In January 1920 Curzon insisted that British troops remain in Batum, against the wishes of Wilson and the Prime Minister. In February, while Curzon was on holiday, Wilson persuaded the Cabinet to allow withdrawal, but Curzon had the decision reversed on his return, although to Curzon's fury (he thought it "abuse of authority") Wilson gave Milne permission to withdraw if he deemed it necessary. At Cabinet on 5 May 1920 Curzon "by a long-winded jaw" (in Wilson's description) argued for a stay in Batum. After a British garrison at Enzeli (on the Persian Caspian coast) was taken prisoner by Bolshevik forces on 19 May 1920, Lloyd George finally insisted on a withdrawal from Batum early in June 1920. For the rest of 1920 Curzon, supported by Milner (Colonial Secretary), argued that Britain should retain control of Persia. When Wilson asked (15 July 1920) to pull troops out of Persia to put down the rebellion in Mesopotamia and Ireland, Lloyd George blocked the move, saying that Curzon "would not stand it". In the end, financial retrenchment forced a British withdrawal from Persia in the spring of 1921.

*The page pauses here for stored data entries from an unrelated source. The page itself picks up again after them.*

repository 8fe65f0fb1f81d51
pub use sea_orm;

use sea_orm::{Database, DatabaseConnection};

pub mod entities;

pub async fn connect(database_url: &str) -> Result<DatabaseConnection, sea_orm::DbErr> {
    Database::connect(database_url).await
}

Curzon worked on several Middle Eastern problems. He designed the Treaty of Sèvres (August 10, 1920) between the victorious Allies and Ottoman Turkey. The treaty abolished the Ottoman Empire and obliged Turkey to renounce all rights over Arab Asia and North Africa. However a new government in Turkey under Kemal Atatürk rejected the treaty. The Greeks invaded Turkey. Curzon tried and failed to induce the Greeks to accept a compromise on the status of Smyrna and failed to force the Turks to renounce their nationalist program. Lloyd George tried to use force at Chanak but lost support and was forced to step down as prime minister. Curzon remained as foreign minister and helped tie down loose ends in the Middle East at the peace conference at Lausanne.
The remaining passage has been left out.